[Dataset entries]
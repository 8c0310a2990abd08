//! An in-memory `SignableData`.
//!
//! `SignedPayload` pairs an opaque unsigned body with the signer's claimed
//! program hashes and the attached witnesses. It carries no transaction
//! semantics of its own; hosts with real transaction types implement
//! `SignableData` directly.

use attest_contracts::{Program, ProgramHash, ProgramHashError};

use crate::hash::code_hash;
use crate::traits::SignableData;

#[derive(Debug, Clone, PartialEq, Eq, Default)]
pub struct SignedPayload {
    body: Vec<u8>,
    program_hashes: Vec<ProgramHash>,
    programs: Vec<Program>,
}

impl SignedPayload {
    /// A payload with an explicit claim list and witness list.
    ///
    /// The two lists are not required to agree; the verifier reports any
    /// disagreement.
    pub fn new(
        body: impl Into<Vec<u8>>,
        program_hashes: Vec<ProgramHash>,
        programs: Vec<Program>,
    ) -> Self {
        Self {
            body: body.into(),
            program_hashes,
            programs,
        }
    }

    /// A payload whose claims are the hashes of the given programs' code.
    pub fn with_programs(body: impl Into<Vec<u8>>, programs: Vec<Program>) -> Self {
        let program_hashes = programs.iter().map(|p| code_hash(p.code())).collect();
        Self::new(body, program_hashes, programs)
    }

    pub fn body(&self) -> &[u8] {
        &self.body
    }

    /// Replace the witness list, keeping body and claims.
    pub fn set_programs(&mut self, programs: Vec<Program>) {
        self.programs = programs;
    }
}

impl SignableData for SignedPayload {
    fn program_hashes(&self) -> Result<Vec<ProgramHash>, ProgramHashError> {
        Ok(self.program_hashes.clone())
    }

    fn programs(&self) -> &[Program] {
        &self.programs
    }

    fn unsigned_bytes(&self) -> Vec<u8> {
        self.body.clone()
    }
}
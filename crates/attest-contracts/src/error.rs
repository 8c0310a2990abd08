//! Error types for witness verification.
//!
//! Every verification failure is a definitive statement about the input, not
//! a transient condition: none of these are retryable. Variants that concern
//! one program carry its `index` so callers can report which witness failed.

use serde::Serialize;
use thiserror::Error;

use crate::{program::ProgramHash, vm::VmState};

/// Why a signable object failed verification.
#[derive(Debug, Clone, PartialEq, Eq, Error, Serialize)]
#[serde(tag = "kind", rename_all = "snake_case")]
pub enum VerificationError {
    /// The signable data could not produce its claimed program hashes.
    #[error("could not obtain program hashes: {reason}")]
    ProgramHashes { reason: String },

    /// Hash count and program count differ. Reported before any program is
    /// examined.
    #[error("{hashes} program hashes claimed but {programs} programs attached")]
    LengthMismatch { hashes: usize, programs: usize },

    /// The program's code script is empty and cannot be committed to.
    #[error("program {index} has an empty code script")]
    MalformedProgram { index: usize },

    /// The program's code does not hash to the value the signer claimed.
    #[error("program {index} hashes to {actual}, signer claimed {expected}")]
    HashMismatch {
        index: usize,
        expected: ProgramHash,
        actual: ProgramHash,
    },

    /// The engine finished in a state other than `Halted`.
    #[error("program {index} did not halt (final state: {state})")]
    ExecutionFault { index: usize, state: VmState },

    /// The evaluation stack held something other than exactly one value.
    #[error("program {index} left {depth} values on the evaluation stack, expected 1")]
    StackShapeViolation { index: usize, depth: usize },

    /// The program halted cleanly but evaluated to false.
    #[error("program {index} evaluated to false")]
    ScriptRejected { index: usize },

    /// A direct signature check over the signable data failed.
    #[error("signature verification failed: {source}")]
    SignatureInvalid {
        #[source]
        source: CryptoError,
    },
}

impl VerificationError {
    /// The index of the failing program, for per-program variants.
    pub fn index(&self) -> Option<usize> {
        match self {
            VerificationError::MalformedProgram { index }
            | VerificationError::HashMismatch { index, .. }
            | VerificationError::ExecutionFault { index, .. }
            | VerificationError::StackShapeViolation { index, .. }
            | VerificationError::ScriptRejected { index } => Some(*index),
            VerificationError::ProgramHashes { .. }
            | VerificationError::LengthMismatch { .. }
            | VerificationError::SignatureInvalid { .. } => None,
        }
    }
}

/// Failure reported by a `CryptoProvider`.
#[derive(Debug, Clone, PartialEq, Eq, Error, Serialize)]
#[serde(tag = "kind", rename_all = "snake_case")]
pub enum CryptoError {
    #[error("malformed public key: {reason}")]
    MalformedPublicKey { reason: String },

    #[error("malformed signature: {reason}")]
    MalformedSignature { reason: String },

    #[error("signature does not match the message hash")]
    Mismatch,
}

/// A program hash could not be parsed or derived.
#[derive(Debug, Clone, PartialEq, Eq, Error)]
#[error("program hash error: {reason}")]
pub struct ProgramHashError {
    pub reason: String,
}

impl From<ProgramHashError> for VerificationError {
    fn from(e: ProgramHashError) -> Self {
        VerificationError::ProgramHashes { reason: e.reason }
    }
}

/// A configuration value is missing, unreadable, or invalid.
#[derive(Debug, Clone, PartialEq, Eq, Error)]
#[error("configuration error: {reason}")]
pub struct ConfigError {
    pub reason: String,
}

/// Convenience alias used by the verification entry points.
pub type VerifyResult<T> = Result<T, VerificationError>;
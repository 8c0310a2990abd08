//! Builders for the standard account contracts and their parameters.
//!
//! Single signature:  code = `<pubkey> CHECKSIG`, parameter = `<sig>`
//! Multi signature:   code = `<m> <pubkey_1> … <pubkey_n> <n> CHECKMULTISIG`,
//!                    parameter = `<sig_1> … <sig_m>` in key order

use thiserror::Error;

use crate::opcode::{CHECKMULTISIG, CHECKSIG, PUSH0, PUSH1, PUSHDATA1, PUSHDATA2, PUSHBYTES75};

#[derive(Debug, Clone, PartialEq, Eq, Error)]
pub enum ContractError {
    #[error("item of {len} bytes cannot be pushed (limit {})", u16::MAX)]
    ItemTooLarge { len: usize },

    #[error("threshold {m} of {n} keys is not satisfiable")]
    InvalidThreshold { m: usize, n: usize },
}

/// Append a push of `data` using the shortest encoding.
pub fn push_data(script: &mut Vec<u8>, data: &[u8]) -> Result<(), ContractError> {
    let len = data.len();
    if len <= PUSHBYTES75 as usize {
        // PUSHBYTES0 is PUSH0, so an empty item needs no special case.
        script.push(len as u8);
    } else if len <= u8::MAX as usize {
        script.push(PUSHDATA1);
        script.push(len as u8);
    } else if len <= u16::MAX as usize {
        script.push(PUSHDATA2);
        script.extend_from_slice(&(len as u16).to_le_bytes());
    } else {
        return Err(ContractError::ItemTooLarge { len });
    }
    script.extend_from_slice(data);
    Ok(())
}

/// Append a push of a non-negative number.
pub fn push_number(script: &mut Vec<u8>, n: usize) {
    match n {
        0 => script.push(PUSH0),
        1..=16 => script.push(PUSH1 + (n as u8 - 1)),
        _ => {
            let mut bytes = n.to_le_bytes().to_vec();
            while bytes.last() == Some(&0) {
                bytes.pop();
            }
            // Keep the top bit clear so the number stays positive.
            if bytes.last().is_some_and(|b| b & 0x80 != 0) {
                bytes.push(0);
            }
            // At most 9 bytes, well under PUSHBYTES75.
            script.push(bytes.len() as u8);
            script.extend_from_slice(&bytes);
        }
    }
}

/// `<pubkey> CHECKSIG`
pub fn single_sig_contract(pubkey: &[u8]) -> Result<Vec<u8>, ContractError> {
    let mut script = Vec::with_capacity(pubkey.len() + 2);
    push_data(&mut script, pubkey)?;
    script.push(CHECKSIG);
    Ok(script)
}

/// `<m> <pubkeys…> <n> CHECKMULTISIG`, requiring `1 <= m <= n`.
pub fn multi_sig_contract<K: AsRef<[u8]>>(m: usize, pubkeys: &[K]) -> Result<Vec<u8>, ContractError> {
    let n = pubkeys.len();
    if m == 0 || m > n {
        return Err(ContractError::InvalidThreshold { m, n });
    }

    let mut script = Vec::new();
    push_number(&mut script, m);
    for key in pubkeys {
        push_data(&mut script, key.as_ref())?;
    }
    push_number(&mut script, n);
    script.push(CHECKMULTISIG);
    Ok(script)
}

/// A push-only parameter segment pushing each signature in order.
pub fn signature_parameter<S: AsRef<[u8]>>(signatures: &[S]) -> Result<Vec<u8>, ContractError> {
    let mut script = Vec::new();
    for sig in signatures {
        push_data(&mut script, sig.as_ref())?;
    }
    Ok(script)
}

#[cfg(test)]
mod tests {
    use super::*;
    use crate::opcode::{PUSH16, PUSHBYTES1};

    #[test]
    fn single_sig_layout() {
        let key = [0x02; 33];
        let script = single_sig_contract(&key).unwrap();
        assert_eq!(script.len(), 35);
        assert_eq!(script[0], 33);
        assert_eq!(&script[1..34], &key);
        assert_eq!(script[34], CHECKSIG);
    }

    #[test]
    fn multi_sig_layout() {
        let keys = [[0x02; 33], [0x03; 33]];
        let script = multi_sig_contract(2, &keys).unwrap();
        assert_eq!(script[0], PUSH1 + 1);
        assert_eq!(script[script.len() - 2], PUSH1 + 1);
        assert_eq!(*script.last().unwrap(), CHECKMULTISIG);
    }

    #[test]
    fn multi_sig_threshold_bounds() {
        let keys = [[0x02; 33]];
        assert_eq!(
            multi_sig_contract(0, &keys),
            Err(ContractError::InvalidThreshold { m: 0, n: 1 })
        );
        assert_eq!(
            multi_sig_contract(2, &keys),
            Err(ContractError::InvalidThreshold { m: 2, n: 1 })
        );
    }

    #[test]
    fn push_data_picks_shortest_encoding() {
        let mut s = Vec::new();
        push_data(&mut s, &[0xaa]).unwrap();
        assert_eq!(s, vec![PUSHBYTES1, 0xaa]);

        let mut s = Vec::new();
        push_data(&mut s, &[0u8; 76]).unwrap();
        assert_eq!(&s[..2], &[PUSHDATA1, 76]);

        let mut s = Vec::new();
        push_data(&mut s, &[0u8; 256]).unwrap();
        assert_eq!(&s[..3], &[PUSHDATA2, 0x00, 0x01]);

        let mut s = Vec::new();
        assert_eq!(
            push_data(&mut s, &vec![0u8; 70_000]),
            Err(ContractError::ItemTooLarge { len: 70_000 })
        );
    }

    #[test]
    fn push_number_encodings() {
        let mut s = Vec::new();
        push_number(&mut s, 16);
        assert_eq!(s, vec![PUSH16]);

        let mut s = Vec::new();
        push_number(&mut s, 17);
        assert_eq!(s, vec![1, 17]);

        // 0x80 would read back as negative, so a zero byte is appended.
        let mut s = Vec::new();
        push_number(&mut s, 128);
        assert_eq!(s, vec![2, 0x80, 0x00]);
    }
}
//! Canonical hashing.
//!
//! Program commitments are `RIPEMD-160(SHA-256(code))`. Message hashes that
//! signatures cover are plain SHA-256 of the signable object's unsigned
//! serialization.

use ripemd::Ripemd160;
use sha2::{Digest, Sha256};

use attest_contracts::ProgramHash;

/// SHA-256 of `data`.
pub fn sha256(data: &[u8]) -> [u8; 32] {
    Sha256::digest(data).into()
}

/// The commitment a signer makes to an authorization script.
///
/// Infallible: any byte string, including an empty one, has a hash. The
/// verifier rejects empty scripts before hashing them.
pub fn code_hash(code: &[u8]) -> ProgramHash {
    let inner = Sha256::digest(code);
    ProgramHash(Ripemd160::digest(inner).into())
}

#[cfg(test)]
mod tests {
    use super::*;

    #[test]
    fn sha256_of_empty_input() {
        assert_eq!(
            hex::encode(sha256(b"")),
            "e3b0c44298fc1c149afbf4c8996fb92427ae41e4649b934ca495991b7852b855"
        );
    }

    #[test]
    fn code_hash_of_empty_script_matches_known_vector() {
        assert_eq!(
            code_hash(b"").to_hex(),
            "b472a266d0bd89c13706a4132ccfb16f7c3b9fcb"
        );
    }

    #[test]
    fn code_hash_is_deterministic_and_input_sensitive() {
        let a = code_hash(&[0x51, 0xac]);
        assert_eq!(a, code_hash(&[0x51, 0xac]));
        assert_ne!(a, code_hash(&[0x51, 0xad]));
    }
}
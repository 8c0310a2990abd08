//! # attest-contracts
//!
//! Shared types and the error taxonomy for program-hash witness verification.
//!
//! All crates in the workspace import from here. No verification logic lives
//! in this crate: only data definitions and error types.

pub mod error;
pub mod outcome;
pub mod program;
pub mod vm;

pub use error::{ConfigError, CryptoError, ProgramHashError, VerificationError, VerifyResult};
pub use outcome::VerificationOutcome;
pub use program::{Program, ProgramHash, PROGRAM_HASH_LEN};
pub use vm::VmState;
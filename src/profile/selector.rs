//! Profile constants and `-profile` argument handling
//!
//! Profiles are identified by their string tag. The selector never validates
//! the value following the marker; unknown tags are carried verbatim and only
//! [`TvbProfile::from_str`](std::str::FromStr) is strict.

use crate::error::TvbError;
use serde::{Deserialize, Serialize};
use std::fmt;
use std::str::FromStr;

/// Marker token preceding the profile name in an argument list
pub const SUBPARAM_PROFILE: &str = "-profile";

/// Known execution profiles
#[derive(Debug, Clone, Copy, PartialEq, Eq, Hash, Serialize, Deserialize)]
pub enum TvbProfile {
    /// Scientific library only, no framework
    #[serde(rename = "LIBRARY_PROFILE")]
    Library,
    /// Framework development
    #[serde(rename = "DEVELOPMENT_PROFILE")]
    Development,
    /// Test suite against PostgreSQL
    #[serde(rename = "TEST_POSTGRES_PROFILE")]
    TestPostgres,
    /// Test suite against SQLite
    #[serde(rename = "TEST_SQLITE_PROFILE")]
    TestSqlite,
    /// Packaged deployment
    #[serde(rename = "DEPLOYMENT_PROFILE")]
    Deployment,
    /// Interactive console
    #[serde(rename = "CONSOLE_PROFILE")]
    Console,
}

impl TvbProfile {
    /// All known profiles, in declaration order
    pub const ALL: [TvbProfile; 6] = [
        Self::Library,
        Self::Development,
        Self::TestPostgres,
        Self::TestSqlite,
        Self::Deployment,
        Self::Console,
    ];

    /// Tag used on the command line and stored as the selected profile
    pub fn as_str(&self) -> &'static str {
        match self {
            Self::Library => "LIBRARY_PROFILE",
            Self::Development => "DEVELOPMENT_PROFILE",
            Self::TestPostgres => "TEST_POSTGRES_PROFILE",
            Self::TestSqlite => "TEST_SQLITE_PROFILE",
            Self::Deployment => "DEPLOYMENT_PROFILE",
            Self::Console => "CONSOLE_PROFILE",
        }
    }

    /// Short human-readable description
    pub fn description(&self) -> &'static str {
        match self {
            Self::Library => "scientific library only",
            Self::Development => "framework development",
            Self::TestPostgres => "tests against PostgreSQL",
            Self::TestSqlite => "tests against SQLite",
            Self::Deployment => "packaged deployment",
            Self::Console => "interactive console",
        }
    }
}

impl fmt::Display for TvbProfile {
    fn fmt(&self, f: &mut fmt::Formatter<'_>) -> fmt::Result {
        f.write_str(self.as_str())
    }
}

impl FromStr for TvbProfile {
    type Err = TvbError;

    fn from_str(s: &str) -> Result<Self, Self::Err> {
        Self::ALL
            .into_iter()
            .find(|profile| profile.as_str() == s)
            .ok_or_else(|| TvbError::UnknownProfile(s.to_string()))
    }
}

/// Return the profile named after the first `-profile` marker, if any.
///
/// A marker in last position has no value and yields `None`.
pub fn find_profile<S: AsRef<str>>(script_argv: &[S]) -> Option<&str> {
    let index = script_argv
        .iter()
        .position(|arg| arg.as_ref() == SUBPARAM_PROFILE)?;

    script_argv.get(index + 1).map(|arg| arg.as_ref())
}

/// Find the profile and optionally strip the marker and value from `script_argv`.
///
/// Removal is by value: the first token equal to the profile name goes first,
/// then the first marker. When the name also appears earlier in the list, that
/// earlier token is the one removed.
pub(crate) fn take_profile(
    script_argv: &mut Vec<String>,
    remove_from_args: bool,
) -> Option<String> {
    let selected = find_profile(script_argv.as_slice())?.to_string();

    if remove_from_args {
        remove_first(script_argv, &selected);
        remove_first(script_argv, SUBPARAM_PROFILE);
    }

    Some(selected)
}

fn remove_first(args: &mut Vec<String>, value: &str) {
    if let Some(index) = args.iter().position(|arg| arg == value) {
        args.remove(index);
    }
}

#[cfg(test)]
mod tests {
    use super::*;
    use proptest::prelude::*;

    fn argv(items: &[&str]) -> Vec<String> {
        items.iter().map(|s| s.to_string()).collect()
    }

    #[test]
    fn test_find_profile_in_middle() {
        let args = ["a", "-profile", "DEVELOPMENT_PROFILE", "b"];
        assert_eq!(find_profile(&args), Some("DEVELOPMENT_PROFILE"));
    }

    #[test]
    fn test_find_profile_marker_last() {
        assert_eq!(find_profile(&["-profile"]), None);
        assert_eq!(find_profile(&["x", "-profile"]), None);
    }

    #[test]
    fn test_find_profile_absent() {
        let empty: [&str; 0] = [];
        assert_eq!(find_profile(&empty), None);
        assert_eq!(find_profile(&["--profile", "X", "profile"]), None);
    }

    #[test]
    fn test_find_profile_first_match() {
        let args = argv(&["-profile", "CONSOLE_PROFILE", "-profile", "LIBRARY_PROFILE"]);
        assert_eq!(find_profile(args.as_slice()), Some("CONSOLE_PROFILE"));
    }

    #[test]
    fn test_take_profile_removes_tokens() {
        let mut args = argv(&["-profile", "X"]);
        assert_eq!(take_profile(&mut args, true).as_deref(), Some("X"));
        assert!(args.is_empty());

        let mut args = argv(&["run", "-profile", "TEST_SQLITE_PROFILE", "--fast"]);
        take_profile(&mut args, true);
        assert_eq!(args, argv(&["run", "--fast"]));
    }

    #[test]
    fn test_take_profile_keeps_tokens() {
        let mut args = argv(&["a", "-profile", "X", "b"]);
        assert_eq!(take_profile(&mut args, false).as_deref(), Some("X"));
        assert_eq!(args, argv(&["a", "-profile", "X", "b"]));
    }

    #[test]
    fn test_take_profile_without_marker_is_noop() {
        let mut args = argv(&["a", "b", "-profile"]);
        assert_eq!(take_profile(&mut args, true), None);
        assert_eq!(args, argv(&["a", "b", "-profile"]));
    }

    #[test]
    fn test_take_profile_duplicate_name_removes_first_by_value() {
        let mut args = argv(&["X", "-profile", "X"]);
        assert_eq!(take_profile(&mut args, true).as_deref(), Some("X"));
        assert_eq!(args, argv(&["X"]));
    }

    #[test]
    fn test_profile_tags() {
        for profile in TvbProfile::ALL {
            assert_eq!(profile.as_str().parse::<TvbProfile>().unwrap(), profile);
            assert_eq!(profile.to_string(), profile.as_str());
        }
        assert!(matches!(
            "library_profile".parse::<TvbProfile>(),
            Err(TvbError::UnknownProfile(_))
        ));
    }

    #[test]
    fn test_profile_serde_uses_tags() {
        let json = serde_json::to_string(&TvbProfile::TestPostgres).unwrap();
        assert_eq!(json, "\"TEST_POSTGRES_PROFILE\"");
    }

    proptest! {
        #[test]
        fn prop_no_marker_means_no_profile(
            args in proptest::collection::vec("[a-zA-Z_ ]{0,12}", 0..8)
        ) {
            prop_assert_eq!(find_profile(args.as_slice()), None);
        }
    }
}
//! Installation metadata for the tvb package

use serde::{Deserialize, Serialize};

/// Package name
pub const PACKAGE_NAME: &str = "tvb";
/// Released library version
pub const LIBRARY_VERSION: &str = "1.1";
/// Authors, as a single comma-separated field
pub const TVB_TEAM: &str = "Stuart Knock, Marmaduke Woodman, Paula Sanz Leon";
/// Maintainer contact
pub const CONTACT_EMAIL: &str = "tvb.admin@thevirtualbrain.org";
/// License placeholder carried in the metadata
pub const LICENSE: &str = "Not decided yet";
/// Runtime requirements, in declaration order
pub const TVB_INSTALL_REQUIREMENTS: [&str; 6] =
    ["networkx", "nibabel", "numpy", "numexpr", "scikit-learn", "scipy"];

/// Declarative package metadata consumed at install time
#[derive(Debug, Clone, PartialEq, Eq, Serialize, Deserialize)]
pub struct PackageDescriptor {
    /// Distribution name
    pub name: String,
    /// Version string
    pub version: String,
    /// Author names
    pub author: String,
    /// Author contact email
    pub author_email: String,
    /// License field
    pub license: String,
    /// Ship non-code package data alongside modules
    pub include_package_data: bool,
    /// Dependency names
    pub install_requires: Vec<String>,
}

impl PackageDescriptor {
    /// The tvb scientific library descriptor
    pub fn tvb() -> Self {
        Self {
            name: PACKAGE_NAME.to_string(),
            version: LIBRARY_VERSION.to_string(),
            author: TVB_TEAM.to_string(),
            author_email: CONTACT_EMAIL.to_string(),
            license: LICENSE.to_string(),
            include_package_data: true,
            install_requires: TVB_INSTALL_REQUIREMENTS.iter().map(|s| s.to_string()).collect(),
        }
    }

    /// Name of the metadata directory generated during install
    pub fn metadata_dir_name(&self) -> String {
        format!("{}.egg-info", self.name)
    }

    /// `PKG-INFO` file contents
    pub fn pkg_info(&self) -> String {
        format!(
            "Metadata-Version: 1.0\n\
             Name: {}\n\
             Version: {}\n\
             Summary: UNKNOWN\n\
             Home-page: UNKNOWN\n\
             Author: {}\n\
             Author-email: {}\n\
             License: {}\n\
             Description: UNKNOWN\n\
             Platform: UNKNOWN\n",
            self.name, self.version, self.author, self.author_email, self.license
        )
    }

    /// `requires.txt` file contents, one requirement per line
    pub fn requires_txt(&self) -> String {
        let mut out = String::new();
        for requirement in &self.install_requires {
            out.push_str(requirement);
            out.push('\n');
        }
        out
    }

    /// JSON rendering
    pub fn to_json(&self) -> crate::error::Result<String> {
        Ok(serde_json::to_string_pretty(self)?)
    }

    /// Print a human-readable summary
    pub fn print_summary(&self) {
        println!("=== Package ===");
        println!("Name:         {}", self.name);
        println!("Version:      {}", self.version);
        println!("Author:       {}", self.author);
        println!("Author email: {}", self.author_email);
        println!("License:      {}", self.license);
        println!("Requires:     {}", self.install_requires.join(", "));
    }
}

impl Default for PackageDescriptor {
    fn default() -> Self {
        Self::tvb()
    }
}

#[cfg(test)]
mod tests {
    use super::*;

    #[test]
    fn test_tvb_descriptor() {
        let descriptor = PackageDescriptor::tvb();
        assert_eq!(descriptor.name, "tvb");
        assert_eq!(descriptor.version, "1.1");
        assert_eq!(descriptor.author_email, "tvb.admin@thevirtualbrain.org");
        assert_eq!(descriptor.license, "Not decided yet");
        assert_eq!(
            descriptor.install_requires,
            vec!["networkx", "nibabel", "numpy", "numexpr", "scikit-learn", "scipy"]
        );
        assert_eq!(descriptor.metadata_dir_name(), "tvb.egg-info");
    }

    #[test]
    fn test_pkg_info_fields() {
        let info = PackageDescriptor::tvb().pkg_info();
        assert!(info.starts_with("Metadata-Version: 1.0\n"));
        assert!(info.contains("Name: tvb\n"));
        assert!(info.contains("Version: 1.1\n"));
        assert!(info.contains("Author: Stuart Knock, Marmaduke Woodman, Paula Sanz Leon\n"));
        assert!(info.contains("License: Not decided yet\n"));
    }

    #[test]
    fn test_requires_txt() {
        let requires = PackageDescriptor::tvb().requires_txt();
        assert_eq!(requires.lines().count(), 6);
        assert_eq!(requires.lines().next(), Some("networkx"));
        assert!(requires.ends_with("scipy\n"));
    }

    #[test]
    fn test_json_contains_requirements() {
        let json = PackageDescriptor::tvb().to_json().unwrap();
        let value: serde_json::Value = serde_json::from_str(&json).unwrap();
        assert_eq!(value["name"], "tvb");
        assert_eq!(value["install_requires"][4], "scikit-learn");
    }
}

__PROBLEM STATEMENT__:
Find "ConfigError" in the preceding records. Copy each line that holds it.

__RESPONSE__:
pub struct ConfigError {
pub use error::{ConfigError, CryptoError, ProgramHashError, VerificationError, VerifyResult};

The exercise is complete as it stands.